O Ministério Público de São Paulo (MP-SP) solicitou à Justiça a quebra do sigilo dos cartões de crédito do Corinthians entre janeiro de 2018 e maio de 2025. O período abrange as administrações dos ex-presidentes Andrés Sanchez, Duilio Monteiro Alves e Augusto Melo.
A informação é do portal ge.globo. As faturas dos cartões foram requeridas pelo Ministério Público ao Corinthians, mas o clube ainda não apresentou resposta. Segundo a promotoria, a decisão foi tomada devido à falta de organização administrativa e à inércia da diretoria, além da suspeita de extravio de documentos em invasões ao Parque São Jorge, sede alvinegra. Outro ponto levantado foi a existência de "interesses políticos, não muito ortodoxos e conflituosos na apuração célere destes fatos".
Também foi solicitada a quebra do sigilo fiscal do Oliveira Minimercado, apontado como possível empresa de fachada que teria emitido notas fiscais ao Corinthians em 2023, como informou o Meu Timão .
O pedido foi encaminhado ao Departamento de Inquéritos Policiais do Tribunal de Justiça de São Paulo, mas o juiz Leonardo Fernando de Souza Almeida transferiu o processo para uma das varas especializadas em crimes tributários, organização criminosa e lavagem de dinheiro. O caso segue no aguardo de uma decisão.
Em seu depoimento ao Ministério Público, Osmar Stabile, presidente do Corinthians, declarou ser favorável à quebra de sigilo dos cartões do clube. Porém, ressaltou que a liberação dos documentos dependeria da autorização dos conselheiros do Corinthians.
Além da apuração sobre o uso dos cartões de crédito do Corinthians para despesas pessoais, o Ministério Público também investiga um relatório de gastos da presidência referente a outubro de 2023. Nesta semana, o clube obteve retorno de um dos fornecedores listados no documento: a oficina R. M. INOUE LTDA, que confirmou a emissão de nota fiscal ao Corinthians, mas informou não ter recebido pagamento, já que o reparo automotivo não chegou a ser realizado. O fato de a nota ter sido incluída em um pedido de reembolso levanta, para a promotoria, a suspeita de que recursos possam ter sido desviados dos cofres alvinegros.
Entenda o caso envolvendo os gastos do Corinthians nas gestões Duilio Monteiro Alves, Andrés Sanchez e Augusto Melo
As investigações sobre as gestões que passaram no Corinthians começaram após denúncias a Andrés Sanchez em sua segunda passagem na presidência do clube
Danilo Fernandes/ Meu Timão
O Ministério Público abriu em agosto uma investigação sobre os gastos de Andrés Sanchez (no segundo mandato, de 2018 a 2020) e Duilio Monteiro Alves (de 2021 a 2023) em seus respectivos mandatos no Corinthians. O caso se abriu após denúncias do uso do cartão corporativo por parte de Andrés e vir a público uma planilha de R$ 80 mil em 40 dias durante a gestão de Duilio. Pouco depois, Augusto Melo (presidente de janeiro de 2024 a maio de 2025) também entrou na mira do MP-SP .

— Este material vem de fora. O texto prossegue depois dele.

//! # Formats Module
//!
//! Serialization formats for model graphs.
//!
//! - `binary`: the repository wire format and its two-pass builder
//!
//! The byte-slice helpers here are pure transformations; file I/O lives in
//! [`crate::files`].

pub mod binary;

pub use binary::{
    BinaryRepositorySerializer, BuildOptions, HeaderSummary, IntermediateNode, SerializeSummary,
    read_intermediate_node,
};

use crate::codec::{BufferWriter, SliceReader};
use crate::graph::Repository;
use crate::primitives::Limits;
use crate::types::GraphError;

/// Serialize a whole repository to bytes.
pub fn repository_to_bytes(repo: &Repository) -> Result<Vec<u8>, GraphError> {
    let mut writer = BufferWriter::new();
    BinaryRepositorySerializer::new().serialize(repo, &mut writer)?;
    Ok(writer.into_bytes())
}

/// Build a fresh repository from bytes, rejecting input beyond `limits`.
pub fn repository_from_bytes(bytes: &[u8], limits: Limits) -> Result<Repository, GraphError> {
    let mut reader = SliceReader::new(bytes).with_max_length(limits.max_array_length);
    let mut repo = Repository::new();
    BinaryRepositorySerializer::with_limits(limits).build(
        &mut reader,
        &mut repo,
        &BuildOptions::default(),
    )?;
    if !reader.is_exhausted() {
        return Err(GraphError::SerializationError(format!(
            "{} trailing bytes after node table",
            reader.remaining()
        )));
    }
    Ok(repo)
}

/// BLAKE3 digest of serialized bytes, as lowercase hex.
#[cfg(feature = "crypto-hash")]
#[must_use]
pub fn content_hash(bytes: &[u8]) -> String {
    blake3::hash(bytes).to_hex().to_string()
}
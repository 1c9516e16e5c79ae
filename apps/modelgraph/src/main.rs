//! # modelgraph - Model Graph Tooling
//!
//! The main binary for the modelgraph persistence engine.
//!
//! ## Usage
//!
//! ```bash
//! # Header summary without building the graph
//! modelgraph inspect model.graph
//!
//! # Load and check save -> load -> save stability
//! modelgraph verify model.graph
//!
//! # Partition into redb, then look up lazily
//! modelgraph partition model.graph -o objs.redb
//! modelgraph lookup -d objs.redb -k Class model::Person --resolve
//! ```

use clap::Parser;
use modelgraph::cli;
use modelgraph::config::{Config, LogFormat};
use tracing_subscriber::{layer::SubscriberExt, util::SubscriberInitExt};

// =============================================================================
// APPLICATION ENTRY POINT
// =============================================================================

fn main() {
    let cli = cli::Cli::parse();

    let config = match Config::load(cli.config.as_deref()) {
        Ok(config) => config.with_overrides(cli.max_node_count, cli.max_array_length),
        Err(e) => {
            eprintln!("Error: {}", e);
            std::process::exit(2);
        }
    };

    init_tracing(&config, cli.verbose);
    tracing::debug!(limits = ?config.limits, "configuration loaded");

    if let Err(e) = cli::execute(cli, config.limits) {
        tracing::error!("Error: {}", e);
        std::process::exit(1);
    }
}

/// Initialize tracing. MODELGRAPH_LOG_FORMAT=json enables machine-parseable output.
fn init_tracing(config: &Config, verbose: bool) {
    let format = std::env::var("MODELGRAPH_LOG_FORMAT")
        .ok()
        .and_then(|value| LogFormat::parse(&value))
        .unwrap_or(config.logging.format);

    let filter = tracing_subscriber::EnvFilter::try_from_default_env()
        .unwrap_or_else(|_| config.log_filter(verbose).into());

    match format {
        LogFormat::Json => {
            tracing_subscriber::registry()
                .with(filter)
                .with(tracing_subscriber::fmt::layer().json().with_writer(std::io::stderr))
                .init();
        }
        LogFormat::Text => {
            tracing_subscriber::registry()
                .with(filter)
                .with(tracing_subscriber::fmt::layer().with_writer(std::io::stderr))
                .init();
        }
    }
}
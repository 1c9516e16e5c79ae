//! # redb-backed Instance Source
//!
//! A disk-backed [`ObjSource`] using the redb embedded database.
//!
//! Records are stored under `(classifier, identifier)` keys, so the instances
//! of one classifier form a contiguous key range. A second table lists the
//! known classifiers with their instance counts.

use crate::metadata::{MemoryObjSource, Obj, ObjSource};
use crate::types::GraphError;
use redb::{Database, ReadableDatabase, ReadableTable, ReadableTableMetadata, TableDefinition};
use std::path::Path;

/// Table for instances: (classifier, identifier) -> encoded Obj bytes
const OBJS: TableDefinition<(&str, &str), &[u8]> = TableDefinition::new("objs");

/// Table for classifiers: classifier path -> instance count
const CLASSIFIERS: TableDefinition<&str, u64> = TableDefinition::new("classifiers");

fn storage_error(e: impl std::fmt::Display) -> GraphError {
    GraphError::StorageError(e.to_string())
}

/// Instance records persisted in a redb file.
pub struct RedbObjSource {
    db: Database,
}

impl std::fmt::Debug for RedbObjSource {
    fn fmt(&self, f: &mut std::fmt::Formatter<'_>) -> std::fmt::Result {
        f.debug_struct("RedbObjSource").finish_non_exhaustive()
    }
}

impl RedbObjSource {
    /// Open or create a source database at the given path.
    pub fn open(path: impl AsRef<Path>) -> Result<Self, GraphError> {
        let db = Database::create(path.as_ref()).map_err(storage_error)?;

        // Create the tables so readers never see them missing
        {
            let write_txn = db.begin_write().map_err(storage_error)?;
            let _ = write_txn.open_table(OBJS).map_err(storage_error)?;
            let _ = write_txn.open_table(CLASSIFIERS).map_err(storage_error)?;
            write_txn.commit().map_err(storage_error)?;
        }

        Ok(Self { db })
    }

    /// Store records in one write transaction. Existing keys are replaced.
    pub fn write_objs<'o>(&self, objs: impl IntoIterator<Item = &'o Obj>) -> Result<usize, GraphError> {
        let write_txn = self.db.begin_write().map_err(storage_error)?;
        let mut written = 0;
        {
            let mut objs_table = write_txn.open_table(OBJS).map_err(storage_error)?;
            let mut classifiers = write_txn.open_table(CLASSIFIERS).map_err(storage_error)?;
            for obj in objs {
                let bytes = obj.to_bytes()?;
                let is_new = objs_table
                    .insert((obj.classifier.as_str(), obj.identifier.as_str()), bytes.as_slice())
                    .map_err(storage_error)?
                    .is_none();
                if is_new {
                    let count = classifiers
                        .get(obj.classifier.as_str())
                        .map_err(storage_error)?
                        .map(|v| v.value())
                        .unwrap_or(0);
                    classifiers
                        .insert(obj.classifier.as_str(), count + 1)
                        .map_err(storage_error)?;
                }
                written += 1;
            }
        }
        write_txn.commit().map_err(storage_error)?;
        tracing::debug!(written, "instance records stored");
        Ok(written)
    }

    /// Copy every record of an in-memory source.
    pub fn import(&self, source: &MemoryObjSource) -> Result<usize, GraphError> {
        let mut objs = Vec::with_capacity(source.len());
        for classifier in source.classifiers() {
            let ids = source.classifier_instance_ids(classifier)?;
            objs.extend(source.get_instances(classifier, &ids)?);
        }
        self.write_objs(&objs)
    }

    /// Known classifier paths with their instance counts, in order.
    pub fn classifiers(&self) -> Result<Vec<(String, u64)>, GraphError> {
        let read_txn = self.db.begin_read().map_err(storage_error)?;
        let table = read_txn.open_table(CLASSIFIERS).map_err(storage_error)?;
        let mut classifiers = Vec::new();
        for entry in table.iter().map_err(storage_error)? {
            let (key, value) = entry.map_err(storage_error)?;
            classifiers.push((key.value().to_string(), value.value()));
        }
        Ok(classifiers)
    }

    /// Total number of stored records.
    pub fn len(&self) -> Result<u64, GraphError> {
        let read_txn = self.db.begin_read().map_err(storage_error)?;
        let table = read_txn.open_table(OBJS).map_err(storage_error)?;
        table.len().map_err(storage_error)
    }

    pub fn is_empty(&self) -> Result<bool, GraphError> {
        Ok(self.len()? == 0)
    }

    /// Compact the database file.
    pub fn compact(&mut self) -> Result<(), GraphError> {
        self.db.compact().map_err(storage_error)?;
        Ok(())
    }

    fn require_classifier(&self, classifier: &str) -> Result<(), GraphError> {
        if self.has_classifier(classifier)? {
            Ok(())
        } else {
            Err(GraphError::ClassifierNotFound {
                classifier: classifier.to_string(),
            })
        }
    }
}

impl ObjSource for RedbObjSource {
    fn has_classifier(&self, classifier: &str) -> Result<bool, GraphError> {
        let read_txn = self.db.begin_read().map_err(storage_error)?;
        let table = read_txn.open_table(CLASSIFIERS).map_err(storage_error)?;
        Ok(table.get(classifier).map_err(storage_error)?.is_some())
    }

    fn classifier_instance_ids(&self, classifier: &str) -> Result<Vec<String>, GraphError> {
        self.require_classifier(classifier)?;
        let read_txn = self.db.begin_read().map_err(storage_error)?;
        let table = read_txn.open_table(OBJS).map_err(storage_error)?;
        let mut ids = Vec::new();
        for entry in table
            .range((classifier, "")..)
            .map_err(storage_error)?
        {
            let (key, _) = entry.map_err(storage_error)?;
            let (owner, id) = key.value();
            if owner != classifier {
                break;
            }
            ids.push(id.to_string());
        }
        Ok(ids)
    }

    fn get_instances(&self, classifier: &str, ids: &[String]) -> Result<Vec<Obj>, GraphError> {
        self.require_classifier(classifier)?;
        let read_txn = self.db.begin_read().map_err(storage_error)?;
        let table = read_txn.open_table(OBJS).map_err(storage_error)?;
        ids.iter()
            .map(|id| {
                let data = table
                    .get((classifier, id.as_str()))
                    .map_err(storage_error)?
                    .ok_or_else(|| GraphError::InstanceNotFound {
                        classifier: classifier.to_string(),
                        id: id.clone(),
                    })?;
                Obj::from_bytes(data.value())
            })
            .collect()
    }
}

Assim, o MP-SP vem investigando o caso e até já ouviu alguns funcionários do Corinthians. Osmar Stabile e Romeu Tuma Júnior, respectivamente presidente interino e do Conselho Deliberativo já foram ouvidos (ambos na condição de testemunha), assim como o gerente financeiro Roberto Gavioli. O Ministério Público também solicitou uma série de documentos ao clube e aos Conselhos Deliberativo e de Orientação.
A Comissão de Ética e Disciplina, órgão responsável por apurar e avaliar quaisquer infrações e procedimentos internos, também investiga os gastos no cartão coorporativo de Andrés Sanchez, sendo possível uma expulsão do ex-presidente do quadro de associados do clube.
As investigações dos três ex-mandatários ainda estão no início, vale ressaltar.